The criminal statute, 18 U.S.C., Sec. 371, prohibits conspiring to defraud the United
States and is applicable since the Supreme Court in the case of Hammerschmidt v. United States, 265 U.S. 182, 188 (1924) held
that to “conspire to defraud the United States means primarily to cheat the government out of property or money, but
it also means to interfere with or obstruct one of its lawful governmental functions by deceit, craft or trickery, or at least
by means that are dishonest.” Senior Administration officials arguably violated Section 371 because their uranium
claims had the effect of obstructing or interfering with the function of Congress to reconsider its war resolution and to
allow further time for U.N. weapons inspections. If the whole truth had been told, Congress may well have withdrawn
the war resolution or delayed the start of the war to allow further U.N. weapons inspections, which would have shown what
we now know; that Iraq had no weapons of mass destruction and had not sought the uranium. However, it should be noted
that Section 371 does not require proof that the conspiracy was successful.

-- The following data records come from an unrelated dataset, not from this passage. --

//! Flag types and literal values attached to tokens.

use std::fmt;

bitflags::bitflags! {
    /// Per-token flags set by the scanner and the stream rewrites.
    #[derive(Debug, Clone, Copy, PartialEq, Eq, Hash, Default)]
    pub struct TokenFlags: u16 {
        const NONE                  = 0;
        /// At least one `'\n'` or `'\r'` was skipped before this token.
        const PRECEDING_LINE_BREAK  = 1 << 0;
        /// A string or template ran into end of input.
        const UNTERMINATED          = 1 << 1;
        /// Inserted by the token stream, not present in the source.
        const SYNTHETIC             = 1 << 2;
        const HEX_SPECIFIER         = 1 << 3;
        const SCIENTIFIC            = 1 << 4;
        /// Literal text between substitutions in template mode.
        const TEMPLATE_TEXT         = 1 << 5;
        /// Numeric literal carried an `l`/`L` suffix.
        const WIDE                  = 1 << 6;

        const NUMERIC_LITERAL_FLAGS = Self::HEX_SPECIFIER.bits()
            | Self::SCIENTIFIC.bits()
            | Self::WIDE.bits();
    }
}

/// Value of a numeric literal.
#[derive(Debug, Clone, Copy, PartialEq)]
pub enum NumericValue {
    /// 32/64-bit integer without a fractional part or negative exponent.
    Integer(i64),
    Float(f64),
    /// Hex literal with an `l`/`L` suffix.
    Wide(i64),
}

impl NumericValue {
    pub fn as_f64(self) -> f64 {
        match self {
            NumericValue::Integer(v) | NumericValue::Wide(v) => v as f64,
            NumericValue::Float(v) => v,
        }
    }

    pub fn as_i64(self) -> Option<i64> {
        match self {
            NumericValue::Integer(v) | NumericValue::Wide(v) => Some(v),
            NumericValue::Float(_) => None,
        }
    }

    pub fn is_integer(self) -> bool {
        !matches!(self, NumericValue::Float(_))
    }
}

impl fmt::Display for NumericValue {
    fn fmt(&self, f: &mut fmt::Formatter<'_>) -> fmt::Result {
        match self {
            NumericValue::Integer(v) => write!(f, "{}", v),
            NumericValue::Float(v) => write!(f, "{}", v),
            NumericValue::Wide(v) => write!(f, "{}L", v),
        }
    }
}

#[cfg(test)]
mod tests {
    use super::*;

    #[test]
    fn test_numeric_value_accessors() {
        assert_eq!(NumericValue::Integer(7).as_f64(), 7.0);
        assert_eq!(NumericValue::Float(0.5).as_i64(), None);
        assert!(NumericValue::Wide(255).is_integer());
        assert_eq!(NumericValue::Wide(255).to_string(), "255L");
    }

    #[test]
    fn test_token_flags() {
        let flags = TokenFlags::HEX_SPECIFIER | TokenFlags::PRECEDING_LINE_BREAK;
        assert!(flags.intersects(TokenFlags::NUMERIC_LITERAL_FLAGS));
        assert!(!flags.contains(TokenFlags::SYNTHETIC));
        assert_eq!(TokenFlags::default(), TokenFlags::NONE);
    }
}
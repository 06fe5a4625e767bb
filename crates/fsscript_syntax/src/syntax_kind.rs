//! SyntaxKind enum - every token kind the fsscript scanner can produce.
//!
//! Besides the kinds themselves this module holds the three token classes the
//! semicolon-insertion rewrite is driven by: tokens that can end a statement,
//! tokens that continue one, and tokens that start a new one.

/// The kind of a scanned token.
#[derive(Debug, Clone, Copy, PartialEq, Eq, Hash, PartialOrd, Ord)]
#[repr(u16)]
pub enum SyntaxKind {
    // ========================================================================
    // Tokens
    // ========================================================================
    Unknown = 0,
    EndOfFileToken = 1,

    // Literals
    NumericLiteral = 2,
    LongLiteral = 3,
    StringLiteral = 4,
    TemplateLiteral = 5,

    // Identifiers
    Identifier = 6,

    // Punctuation
    OpenBraceToken = 7,
    CloseBraceToken = 8,
    OpenParenToken = 9,
    CloseParenToken = 10,
    OpenBracketToken = 11,
    CloseBracketToken = 12,
    DotToken = 13,
    DotDotDotToken = 14,
    SemicolonToken = 15,
    CommaToken = 16,
    QuestionDotToken = 17,
    LessThanToken = 18,
    GreaterThanToken = 19,
    LessThanEqualsToken = 20,
    GreaterThanEqualsToken = 21,
    EqualsEqualsToken = 22,
    ExclamationEqualsToken = 23,
    EqualsGreaterThanToken = 24,
    PlusToken = 25,
    MinusToken = 26,
    AsteriskToken = 27,
    SlashToken = 28,
    PercentToken = 29,
    AmpersandToken = 30,
    BarToken = 31,
    CaretToken = 32,
    ExclamationToken = 33,
    AmpersandAmpersandToken = 34,
    BarBarToken = 35,
    QuestionToken = 36,
    ColonToken = 37,
    AtToken = 38,
    HashToken = 39,
    EqualsToken = 40,
    DollarOpenBraceToken = 41,
    DefaultColonToken = 42,

    // Keywords
    AsKeyword = 43,
    BreakKeyword = 44,
    CaseKeyword = 45,
    CatchKeyword = 46,
    CImportKeyword = 47,
    ConstKeyword = 48,
    ContinueKeyword = 49,
    DefaultKeyword = 50,
    DeleteKeyword = 51,
    EeKeyword = 52,
    ElseKeyword = 53,
    EvaluatorKeyword = 54,
    ExportKeyword = 55,
    FalseKeyword = 56,
    FinallyKeyword = 57,
    ForKeyword = 58,
    FromKeyword = 59,
    FunctionKeyword = 60,
    IfKeyword = 61,
    ImportKeyword = 62,
    InKeyword = 63,
    LetKeyword = 64,
    LikeKeyword = 65,
    NewKeyword = 66,
    NotKeyword = 67,
    NullKeyword = 68,
    OfKeyword = 69,
    OrKeyword = 70,
    RequestKeyword = 71,
    ReturnKeyword = 72,
    SwitchKeyword = 73,
    ThisKeyword = 74,
    ThrowKeyword = 75,
    TrueKeyword = 76,
    TryKeyword = 77,
    VarKeyword = 78,
    WhileKeyword = 79,
}

// Marker constants for SyntaxKind ranges.
impl SyntaxKind {
    pub const FIRST_LITERAL_TOKEN: SyntaxKind = SyntaxKind::NumericLiteral;
    pub const LAST_LITERAL_TOKEN: SyntaxKind = SyntaxKind::TemplateLiteral;
    pub const FIRST_PUNCTUATION: SyntaxKind = SyntaxKind::OpenBraceToken;
    pub const LAST_PUNCTUATION: SyntaxKind = SyntaxKind::DefaultColonToken;
    pub const FIRST_KEYWORD: SyntaxKind = SyntaxKind::AsKeyword;
    pub const LAST_KEYWORD: SyntaxKind = SyntaxKind::WhileKeyword;
}

impl SyntaxKind {
    /// Whether this kind represents a keyword.
    #[inline]
    pub fn is_keyword(self) -> bool {
        let v = self as u16;
        v >= SyntaxKind::FIRST_KEYWORD as u16 && v <= SyntaxKind::LAST_KEYWORD as u16
    }

    /// Whether this kind represents a punctuation token.
    #[inline]
    pub fn is_punctuation(self) -> bool {
        let v = self as u16;
        v >= SyntaxKind::FIRST_PUNCTUATION as u16 && v <= SyntaxKind::LAST_PUNCTUATION as u16
    }

    /// Whether this kind represents a literal token.
    #[inline]
    pub fn is_literal(self) -> bool {
        let v = self as u16;
        v >= SyntaxKind::FIRST_LITERAL_TOKEN as u16 && v <= SyntaxKind::LAST_LITERAL_TOKEN as u16
    }

    /// Whether a statement may end on a token of this kind.
    pub fn can_end_statement(self) -> bool {
        self.is_literal()
            || matches!(
                self,
                SyntaxKind::Identifier
                    | SyntaxKind::CloseParenToken
                    | SyntaxKind::CloseBracketToken
                    | SyntaxKind::CloseBraceToken
                    | SyntaxKind::TrueKeyword
                    | SyntaxKind::FalseKeyword
                    | SyntaxKind::NullKeyword
                    | SyntaxKind::ThisKeyword
                    | SyntaxKind::BreakKeyword
                    | SyntaxKind::ContinueKeyword
            )
    }

    /// Whether a token of this kind continues the statement before it,
    /// even across a line break.
    pub fn can_continue_statement(self) -> bool {
        matches!(
            self,
            SyntaxKind::DotToken
                | SyntaxKind::QuestionDotToken
                | SyntaxKind::CommaToken
                | SyntaxKind::PlusToken
                | SyntaxKind::MinusToken
                | SyntaxKind::AsteriskToken
                | SyntaxKind::SlashToken
                | SyntaxKind::PercentToken
                | SyntaxKind::EqualsToken
                | SyntaxKind::EqualsEqualsToken
                | SyntaxKind::ExclamationEqualsToken
                | SyntaxKind::LessThanToken
                | SyntaxKind::GreaterThanToken
                | SyntaxKind::LessThanEqualsToken
                | SyntaxKind::GreaterThanEqualsToken
                | SyntaxKind::AmpersandToken
                | SyntaxKind::BarToken
                | SyntaxKind::CaretToken
                | SyntaxKind::AmpersandAmpersandToken
                | SyntaxKind::BarBarToken
                | SyntaxKind::OrKeyword
                | SyntaxKind::QuestionToken
                | SyntaxKind::ColonToken
                | SyntaxKind::EqualsGreaterThanToken
                | SyntaxKind::OpenParenToken
                | SyntaxKind::InKeyword
                | SyntaxKind::LikeKeyword
        )
    }

    /// Whether a token of this kind can only begin a new statement when it
    /// follows a line break.
    pub fn starts_statement(self) -> bool {
        self.is_literal()
            || matches!(
                self,
                SyntaxKind::Identifier
                    | SyntaxKind::FunctionKeyword
                    | SyntaxKind::IfKeyword
                    | SyntaxKind::ForKeyword
                    | SyntaxKind::WhileKeyword
                    | SyntaxKind::SwitchKeyword
                    | SyntaxKind::ReturnKeyword
                    | SyntaxKind::VarKeyword
                    | SyntaxKind::LetKeyword
                    | SyntaxKind::ConstKeyword
                    | SyntaxKind::ExportKeyword
                    | SyntaxKind::ImportKeyword
                    | SyntaxKind::CImportKeyword
                    | SyntaxKind::TryKeyword
                    | SyntaxKind::ThrowKeyword
                    | SyntaxKind::BreakKeyword
                    | SyntaxKind::ContinueKeyword
                    | SyntaxKind::DeleteKeyword
                    | SyntaxKind::TrueKeyword
                    | SyntaxKind::FalseKeyword
                    | SyntaxKind::NullKeyword
                    | SyntaxKind::ThisKeyword
                    | SyntaxKind::OpenBraceToken
                    | SyntaxKind::OpenBracketToken
                    | SyntaxKind::AtToken
                    | SyntaxKind::HashToken
            )
    }

    /// Get the keyword text for a keyword kind, or None.
    pub fn keyword_text(self) -> Option<&'static str> {
        match self {
            SyntaxKind::AsKeyword => Some("as"),
            SyntaxKind::BreakKeyword => Some("break"),
            SyntaxKind::CaseKeyword => Some("case"),
            SyntaxKind::CatchKeyword => Some("catch"),
            SyntaxKind::CImportKeyword => Some("cimport"),
            SyntaxKind::ConstKeyword => Some("const"),
            SyntaxKind::ContinueKeyword => Some("continue"),
            SyntaxKind::DefaultKeyword => Some("default"),
            SyntaxKind::DeleteKeyword => Some("delete"),
            SyntaxKind::EeKeyword => Some("_ee"),
            SyntaxKind::ElseKeyword => Some("else"),
            SyntaxKind::EvaluatorKeyword => Some("_evaluator"),
            SyntaxKind::ExportKeyword => Some("export"),
            SyntaxKind::FalseKeyword => Some("false"),
            SyntaxKind::FinallyKeyword => Some("finally"),
            SyntaxKind::ForKeyword => Some("for"),
            SyntaxKind::FromKeyword => Some("from"),
            SyntaxKind::FunctionKeyword => Some("function"),
            SyntaxKind::IfKeyword => Some("if"),
            SyntaxKind::ImportKeyword => Some("import"),
            SyntaxKind::InKeyword => Some("in"),
            SyntaxKind::LetKeyword => Some("let"),
            SyntaxKind::LikeKeyword => Some("like"),
            SyntaxKind::NewKeyword => Some("new"),
            SyntaxKind::NotKeyword => Some("not"),
            SyntaxKind::NullKeyword => Some("null"),
            SyntaxKind::OfKeyword => Some("of"),
            SyntaxKind::OrKeyword => Some("or"),
            SyntaxKind::RequestKeyword => Some("request"),
            SyntaxKind::ReturnKeyword => Some("return"),
            SyntaxKind::SwitchKeyword => Some("switch"),
            SyntaxKind::ThisKeyword => Some("this"),
            SyntaxKind::ThrowKeyword => Some("throw"),
            SyntaxKind::TrueKeyword => Some("true"),
            SyntaxKind::TryKeyword => Some("try"),
            SyntaxKind::VarKeyword => Some("var"),
            SyntaxKind::WhileKeyword => Some("while"),
            _ => None,
        }
    }

    /// Get the punctuation text for a punctuation kind, or None.
    pub fn punctuation_text(self) -> Option<&'static str> {
        match self {
            SyntaxKind::OpenBraceToken => Some("{"),
            SyntaxKind::CloseBraceToken => Some("}"),
            SyntaxKind::OpenParenToken => Some("("),
            SyntaxKind::CloseParenToken => Some(")"),
            SyntaxKind::OpenBracketToken => Some("["),
            SyntaxKind::CloseBracketToken => Some("]"),
            SyntaxKind::DotToken => Some("."),
            SyntaxKind::DotDotDotToken => Some("..."),
            SyntaxKind::SemicolonToken => Some(";"),
            SyntaxKind::CommaToken => Some(","),
            SyntaxKind::QuestionDotToken => Some("?."),
            SyntaxKind::LessThanToken => Some("<"),
            SyntaxKind::GreaterThanToken => Some(">"),
            SyntaxKind::LessThanEqualsToken => Some("<="),
            SyntaxKind::GreaterThanEqualsToken => Some(">="),
            SyntaxKind::EqualsEqualsToken => Some("=="),
            SyntaxKind::ExclamationEqualsToken => Some("!="),
            SyntaxKind::EqualsGreaterThanToken => Some("=>"),
            SyntaxKind::PlusToken => Some("+"),
            SyntaxKind::MinusToken => Some("-"),
            SyntaxKind::AsteriskToken => Some("*"),
            SyntaxKind::SlashToken => Some("/"),
            SyntaxKind::PercentToken => Some("%"),
            SyntaxKind::AmpersandToken => Some("&"),
            SyntaxKind::BarToken => Some("|"),
            SyntaxKind::CaretToken => Some("^"),
            SyntaxKind::ExclamationToken => Some("!"),
            SyntaxKind::AmpersandAmpersandToken => Some("&&"),
            SyntaxKind::BarBarToken => Some("||"),
            SyntaxKind::QuestionToken => Some("?"),
            SyntaxKind::ColonToken => Some(":"),
            SyntaxKind::AtToken => Some("@"),
            SyntaxKind::HashToken => Some("#"),
            SyntaxKind::EqualsToken => Some("="),
            SyntaxKind::DollarOpenBraceToken => Some("${"),
            SyntaxKind::DefaultColonToken => Some("default:"),
            _ => None,
        }
    }
}

impl std::fmt::Display for SyntaxKind {
    fn fmt(&self, f: &mut std::fmt::Formatter<'_>) -> std::fmt::Result {
        match self.punctuation_text().or_else(|| self.keyword_text()) {
            Some(text) => write!(f, "'{}'", text),
            None => write!(f, "{:?}", self),
        }
    }
}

Additionally, the Downing Street memos should be part of the investigation as to whether one of the several ways in which
the Administration deliberately "fixed" the facts and intelligence on uranium included its switch of the language in the State
of the Union Address to justify the war. These documents provide valuable insight into the mindset of the Administration
the summer preceding the Iraq invasion.
Conclusion
The above matters are clearly related to your current investigation. Ambassador Wilson's op-ed article focused on the uranium
claim made in the 2003 State of the Union Address and he concluded that “intelligence related to Iraq’s nuclear
weapons program was twisted to exaggerate the Iraqi threat.” You are investigating whether any laws were violated
when Administration officials - in order to discredit Wilson’s claim and/or to retaliate against him - leaked to the
press the fact that his wife was a CIA agent. As set forth in this letter, Wilson’s original charge that the Administration
"twisted" the evidence concerns matters that are just as criminal as the Administration’s attempts to discredit Wilson
and his charge by revealing the identity of Mrs. Wilson as a CIA operative.
Justice Department officials in Washington certainly have the same type of conflict of interest in this matter as they
did in the CIA leak case, which resulted in current your assignment. (See 28 CFR, Sec. 45.2(a) prohibiting Department employees
from matters in which they have a conflict of interest).
Thank you for your attention to this request. We look forward to your response.